### PROBLEM DETAILS
In the records below, find the line with "async fn shutdown_signal()" and the line with "use std::collections::BTreeMap;". Print both exactly, along with every line between them, and no other line.

### Dataset entries

=-=-=

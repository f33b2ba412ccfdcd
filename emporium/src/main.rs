use clap::Parser;
use emporium::{telemetry, Application, Config};

/// Wait for shutdown signal (SIGTERM or Ctrl+C)
async fn shutdown_signal() {
    use tokio::signal;

    let ctrl_c = async {
        signal::ctrl_c().await.expect("Failed to install Ctrl+C handler");
    };

    #[cfg(unix)]
    let terminate = async {
        signal::unix::signal(signal::unix::SignalKind::terminate())
            .expect("Failed to install SIGTERM handler")
            .recv()
            .await;
    };

    #[cfg(not(unix))]
    let terminate = std::future::pending::<()>();

    tokio::select! {
        _ = ctrl_c => {
            tracing::info!("Received Ctrl+C, shutting down gracefully...");
        },
        _ = terminate => {
            tracing::info!("Received SIGTERM, shutting down gracefully...");
        },
    }
}

#[tokio::main]
async fn main() -> anyhow::Result<()> {
    // Parse CLI args
    let args = emporium::config::Args::parse();

    // Load configuration
    let config = Config::load(&args)?;

    // If --validate flag is set, exit successfully after config validation
    if args.validate {
        println!("Configuration is valid.");
        return Ok(());
    }

    telemetry::init_telemetry()?;

    tracing::debug!("{:?}", args);

    // Run the application with graceful shutdown on SIGTERM/Ctrl+C
    let shutdown = shutdown_signal();
    Application::new(config).await?.serve(shutdown).await
}
use crate::db::errors::DbError;
use crate::types::Operation;
use axum::{
    http::StatusCode,
    response::{IntoResponse, Response},
};
use serde_json::json;
use std::collections::BTreeMap;
use thiserror::Error as ThisError;

#[derive(ThisError, Debug)]
pub enum Error {
    /// Authentication required but not provided
    #[error("Not authenticated")]
    Unauthenticated { message: Option<String> },

    /// Caller lacks the required capability for the operation
    #[error("Insufficient permissions to {action} {resource}")]
    Forbidden { action: Operation, resource: String },

    /// Invalid request data or business rule violation
    #[error("{message}")]
    BadRequest { message: String },

    /// Field-level validation failure
    #[error("Validation failed")]
    Validation { errors: BTreeMap<String, Vec<String>> },

    /// Requested resource not found
    #[error("{resource} with ID {id} not found")]
    NotFound { resource: String, id: String },

    /// Generic internal service error
    #[error("Failed to {operation}")]
    Internal { operation: String },

    /// Database operation error
    #[error(transparent)]
    Database(#[from] DbError),

    /// Unexpected error with full context chain
    #[error(transparent)]
    Other(#[from] anyhow::Error),
}

impl Error {
    /// Shorthand for a single-field validation error
    pub fn invalid(field: &str, message: impl Into<String>) -> Self {
        let mut errors = BTreeMap::new();
        errors.insert(field.to_string(), vec![message.into()]);
        Error::Validation { errors }
    }

    pub fn status_code(&self) -> StatusCode {
        match self {
            Error::Unauthenticated { .. } => StatusCode::UNAUTHORIZED,
            Error::Forbidden { .. } => StatusCode::FORBIDDEN,
            Error::BadRequest { .. } | Error::Validation { .. } => StatusCode::BAD_REQUEST,
            Error::NotFound { .. } => StatusCode::NOT_FOUND,
            Error::Internal { .. } => StatusCode::INTERNAL_SERVER_ERROR,
            Error::Database(db_err) => match db_err {
                DbError::NotFound => StatusCode::NOT_FOUND,
                DbError::UniqueViolation { .. } => StatusCode::CONFLICT,
                DbError::ForeignKeyViolation { .. } => StatusCode::BAD_REQUEST,
                DbError::CheckViolation { .. } => StatusCode::BAD_REQUEST,
                DbError::Other(_) => StatusCode::INTERNAL_SERVER_ERROR,
            },
            Error::Other(_) => StatusCode::INTERNAL_SERVER_ERROR,
        }
    }

    /// Returns a user-safe error message, without leaking internal implementation details
    pub fn user_message(&self) -> String {
        match self {
            Error::Unauthenticated { message } => message.clone().unwrap_or_else(|| "Authentication required".to_string()),
            Error::Forbidden { action, resource } => {
                format!("Insufficient permissions to {action} {resource}")
            }
            Error::BadRequest { message } => message.clone(),
            Error::Validation { .. } => "Validation failed".to_string(),
            Error::NotFound { resource, id } => {
                format!("{resource} with ID {id} not found")
            }
            Error::Internal { .. } => "Internal server error".to_string(),
            Error::Database(db_err) => match db_err {
                DbError::NotFound => "Resource not found".to_string(),
                DbError::UniqueViolation { constraint, table, .. } => {
                    // Friendly messages for the constraints users actually hit
                    match (table.as_deref(), constraint.as_deref()) {
                        (Some("users"), Some(c)) if c.contains("email") => "An account with this email address already exists".to_string(),
                        (Some("users"), Some(c)) if c.contains("username") => "This username is already registered".to_string(),
                        (Some("groups"), Some(c)) if c.contains("name") => "A group with this name already exists".to_string(),
                        _ => "Resource already exists".to_string(),
                    }
                }
                DbError::ForeignKeyViolation { .. } => "Invalid reference to related resource".to_string(),
                DbError::CheckViolation { .. } => "Invalid data provided".to_string(),
                DbError::Other(_) => "Database error occurred".to_string(),
            },
            Error::Other(_) => "Internal server error".to_string(),
        }
    }
}

impl IntoResponse for Error {
    fn into_response(self) -> Response {
        // Log full error details for debugging - different log levels based on severity
        match &self {
            Error::Database(DbError::Other(_)) | Error::Internal { .. } | Error::Other(_) => {
                tracing::error!("Internal service error: {:#}", self);
            }
            Error::Database(_) => {
                tracing::warn!("Database constraint error: {}", self);
            }
            Error::Unauthenticated { .. } | Error::Forbidden { .. } => {
                tracing::info!("Authorization error: {}", self);
            }
            Error::BadRequest { .. } | Error::Validation { .. } | Error::NotFound { .. } => {
                tracing::debug!("Client error: {}", self);
            }
        }

        let status = self.status_code();

        // Every user-visible failure is a structured JSON body, never a bare
        // exception chain.
        let body = match &self {
            Error::Validation { errors } => json!({
                "status": "error",
                "message": self.user_message(),
                "errors": errors,
            }),
            _ => json!({
                "status": "error",
                "message": self.user_message(),
            }),
        };

        (status, axum::response::Json(body)).into_response()
    }
}

/// Convert from String errors (e.g., from external functions)
impl From<String> for Error {
    fn from(msg: String) -> Self {
        Error::Internal { operation: msg }
    }
}

/// Type alias for service operation results
pub type Result<T> = std::result::Result<T, Error>;

#[cfg(test)]
mod tests {
    use super::*;

    #[test]
    fn test_status_codes() {
        assert_eq!(
            Error::Unauthenticated { message: None }.status_code(),
            StatusCode::UNAUTHORIZED
        );
        assert_eq!(
            Error::Forbidden {
                action: Operation::Destroy,
                resource: "mails".to_string()
            }
            .status_code(),
            StatusCode::FORBIDDEN
        );
        assert_eq!(Error::invalid("password", "too short").status_code(), StatusCode::BAD_REQUEST);
        assert_eq!(
            Error::NotFound {
                resource: "User".to_string(),
                id: "x".to_string()
            }
            .status_code(),
            StatusCode::NOT_FOUND
        );
        assert_eq!(Error::Database(DbError::NotFound).status_code(), StatusCode::NOT_FOUND);
    }

    #[test]
    fn test_unique_violation_messages_stay_friendly() {
        let err = Error::Database(DbError::UniqueViolation {
            constraint: Some("users_email_key".to_string()),
            table: Some("users".to_string()),
            message: "duplicate key value violates unique constraint \"users_email_key\"".to_string(),
        });
        assert_eq!(err.status_code(), StatusCode::CONFLICT);
        assert_eq!(err.user_message(), "An account with this email address already exists");
    }

    #[test]
    fn test_internal_errors_are_sanitized() {
        let err = Error::Internal {
            operation: "connect to smtp relay at 10.0.0.3".to_string(),
        };
        assert_eq!(err.user_message(), "Internal server error");
    }
}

=-=-=

### EXERCISE ANSWER
async fn shutdown_signal() {
    use tokio::signal;

    let ctrl_c = async {
        signal::ctrl_c().await.expect("Failed to install Ctrl+C handler");
    };

    #[cfg(unix)]
    let terminate = async {
        signal::unix::signal(signal::unix::SignalKind::terminate())
            .expect("Failed to install SIGTERM handler")
            .recv()
            .await;
    };

    #[cfg(not(unix))]
    let terminate = std::future::pending::<()>();

    tokio::select! {
        _ = ctrl_c => {
            tracing::info!("Received Ctrl+C, shutting down gracefully...");
        },
        _ = terminate => {
            tracing::info!("Received SIGTERM, shutting down gracefully...");
        },
    }
}

#[tokio::main]
async fn main() -> anyhow::Result<()> {
    // Parse CLI args
    let args = emporium::config::Args::parse();

    // Load configuration
    let config = Config::load(&args)?;

    // If --validate flag is set, exit successfully after config validation
    if args.validate {
        println!("Configuration is valid.");
        return Ok(());
    }

    telemetry::init_telemetry()?;

    tracing::debug!("{:?}", args);

    // Run the application with graceful shutdown on SIGTERM/Ctrl+C
    let shutdown = shutdown_signal();
    Application::new(config).await?.serve(shutdown).await
}
use crate::db::errors::DbError;
use crate::types::Operation;
use axum::{
    http::StatusCode,
    response::{IntoResponse, Response},
};
use serde_json::json;
use std::collections::BTreeMap;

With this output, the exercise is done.